About this task | The answer must consist of every line below that contains the word "compute".

Input data |
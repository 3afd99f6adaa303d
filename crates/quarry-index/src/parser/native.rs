use std::collections::BTreeSet;

use tree_sitter::{Node, Parser};

use crate::error::{IndexError, Result};
use crate::languages::Lang;
use crate::unit::{SemanticUnit, UnitType};

/// Tree-sitter backend over the grammars compiled in via `lang-*` features.
#[derive(Debug, Clone)]
pub struct NativeParser {
    languages: BTreeSet<Lang>,
}

impl NativeParser {
    /// Load every compiled-in grammar and parse a trivial sample with it.
    /// Returns `None` when no grammar works.
    #[must_use]
    pub fn probe() -> Option<Self> {
        let languages: BTreeSet<Lang> = Lang::ALL
            .into_iter()
            .filter(|lang| {
                let Some(grammar) = lang.grammar() else {
                    return false;
                };
                let mut parser = Parser::new();
                if let Err(e) = parser.set_language(&grammar) {
                    tracing::warn!(language = %lang, "grammar failed to load: {e}");
                    return false;
                }
                parser.parse("x", None).is_some()
            })
            .collect();
        if languages.is_empty() {
            None
        } else {
            Some(Self { languages })
        }
    }

    #[must_use]
    pub fn supported_languages(&self) -> BTreeSet<Lang> {
        self.languages.clone()
    }

    pub(super) fn parse_source(
        &self,
        source: &str,
        file_path: &str,
        lang: Lang,
    ) -> Result<Vec<SemanticUnit>> {
        let failure = |reason: String| IndexError::ParseFailure {
            path: file_path.to_owned(),
            reason,
        };
        let grammar = lang
            .grammar()
            .ok_or_else(|| failure(format!("no grammar for {lang}")))?;
        let mut parser = Parser::new();
        parser
            .set_language(&grammar)
            .map_err(|e| failure(format!("set_language failed: {e}")))?;
        let tree = parser
            .parse(source, None)
            .ok_or_else(|| failure("tree-sitter returned no tree".into()))?;

        let mut units = Vec::new();
        let ctx = WalkCtx {
            source,
            file_path,
            lang,
        };
        collect_units(&ctx, &tree.root_node(), &mut units);
        Ok(units)
    }
}

struct WalkCtx<'a> {
    source: &'a str,
    file_path: &'a str,
    lang: Lang,
}

/// Pre-order walk. Functions are leaves; class-like nodes are emitted and then
/// searched for methods; every other node is transparent.
fn collect_units(ctx: &WalkCtx<'_>, parent: &Node, out: &mut Vec<SemanticUnit>) {
    let child_count = u32::try_from(parent.named_child_count()).unwrap_or(u32::MAX);
    for i in 0..child_count {
        let Some(child) = parent.named_child(i) else {
            continue;
        };
        let kind = child.kind();
        if ctx.lang.function_node_kinds().contains(&kind) {
            if let Some(unit) = make_unit(ctx, &child, UnitType::Function) {
                out.push(unit);
            }
        } else if ctx.lang.class_node_kinds().contains(&kind) {
            if let Some(unit) = make_unit(ctx, &child, UnitType::Class) {
                out.push(unit);
            }
            collect_units(ctx, &child, out);
        } else {
            collect_units(ctx, &child, out);
        }
    }
}

fn make_unit(ctx: &WalkCtx<'_>, node: &Node, unit_type: UnitType) -> Option<SemanticUnit> {
    let name = entity_name(node, ctx.source)?;
    let content = &ctx.source[node.byte_range()];
    Some(SemanticUnit::new(
        ctx.file_path,
        unit_type,
        name,
        content,
        (node.start_position().row + 1, node.end_position().row + 1),
        ctx.lang,
    ))
}

fn entity_name(node: &Node, source: &str) -> Option<String> {
    // tree-sitter-rust: impl_item uses "type"; Go type_declaration nests a type_spec.
    let name_node = node
        .child_by_field_name("name")
        .or_else(|| node.child_by_field_name("type"))
        .or_else(|| {
            (node.kind() == "type_declaration")
                .then(|| node.named_child(0))
                .flatten()
                .and_then(|spec| spec.child_by_field_name("name"))
        })?;
    let text = &source[name_node.byte_range()];
    let bare = text.split('<').next().unwrap_or(text).trim();
    (!bare.is_empty()).then(|| bare.to_owned())
}

#[cfg(test)]
mod tests {
    use super::*;

    fn parse(source: &str, path: &str, lang: Lang) -> Vec<SemanticUnit> {
        NativeParser::probe()
            .expect("at least one grammar")
            .parse_source(source, path, lang)
            .unwrap()
    }

    fn names(units: &[SemanticUnit]) -> Vec<(UnitType, &str)> {
        units.iter().map(|u| (u.unit_type, u.name.as_str())).collect()
    }

    #[cfg(feature = "lang-rust")]
    #[test]
    fn rust_methods_are_extracted_from_impls() {
        let units = parse(
            "struct Foo;\n\nimpl<T> Bar<T> {\n    fn baz(&self) {}\n}\n\nfn top() {\n    fn nested() {}\n}\n",
            "src/lib.rs",
            Lang::Rust,
        );
        assert_eq!(
            names(&units),
            [
                (UnitType::Class, "Foo"),
                (UnitType::Class, "Bar"),
                (UnitType::Function, "baz"),
                (UnitType::Function, "top"),
            ]
        );
        assert_eq!((units[2].start_line, units[2].end_line), (4, 4));
    }

    #[cfg(feature = "lang-rust")]
    #[test]
    fn rust_functions_in_modules_are_found() {
        let units = parse(
            "mod tests {\n    #[test]\n    fn it_works() {}\n}\n",
            "src/lib.rs",
            Lang::Rust,
        );
        assert_eq!(names(&units), [(UnitType::Function, "it_works")]);
        assert_eq!(units[0].start_line, 3);
    }

    #[cfg(feature = "lang-python")]
    #[test]
    fn python_decorated_function_starts_at_def() {
        let units = parse(
            "@cache\ndef compute(x):\n    return x\n",
            "m.py",
            Lang::Python,
        );
        assert_eq!(names(&units), [(UnitType::Function, "compute")]);
        assert_eq!(units[0].start_line, 2);
    }

    #[cfg(feature = "lang-go")]
    #[test]
    fn go_types_and_methods() {
        let units = parse(
            "package main\n\ntype Server struct {\n\taddr string\n}\n\nfunc (s *Server) Run() error {\n\treturn nil\n}\n",
            "main.go",
            Lang::Go,
        );
        assert_eq!(
            names(&units),
            [(UnitType::Class, "Server"), (UnitType::Function, "Run")]
        );
    }

    #[cfg(feature = "lang-js")]
    #[test]
    fn typescript_class_methods() {
        let units = parse(
            "export class Api {\n  constructor() {}\n  async fetch(id: string): Promise<void> {\n  }\n}\n",
            "api.ts",
            Lang::TypeScript,
        );
        assert_eq!(
            names(&units),
            [
                (UnitType::Class, "Api"),
                (UnitType::Function, "constructor"),
                (UnitType::Function, "fetch"),
            ]
        );
    }
}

The completed task |
            "@cache\ndef compute(x):\n    return x\n",
        assert_eq!(names(&units), [(UnitType::Function, "compute")]);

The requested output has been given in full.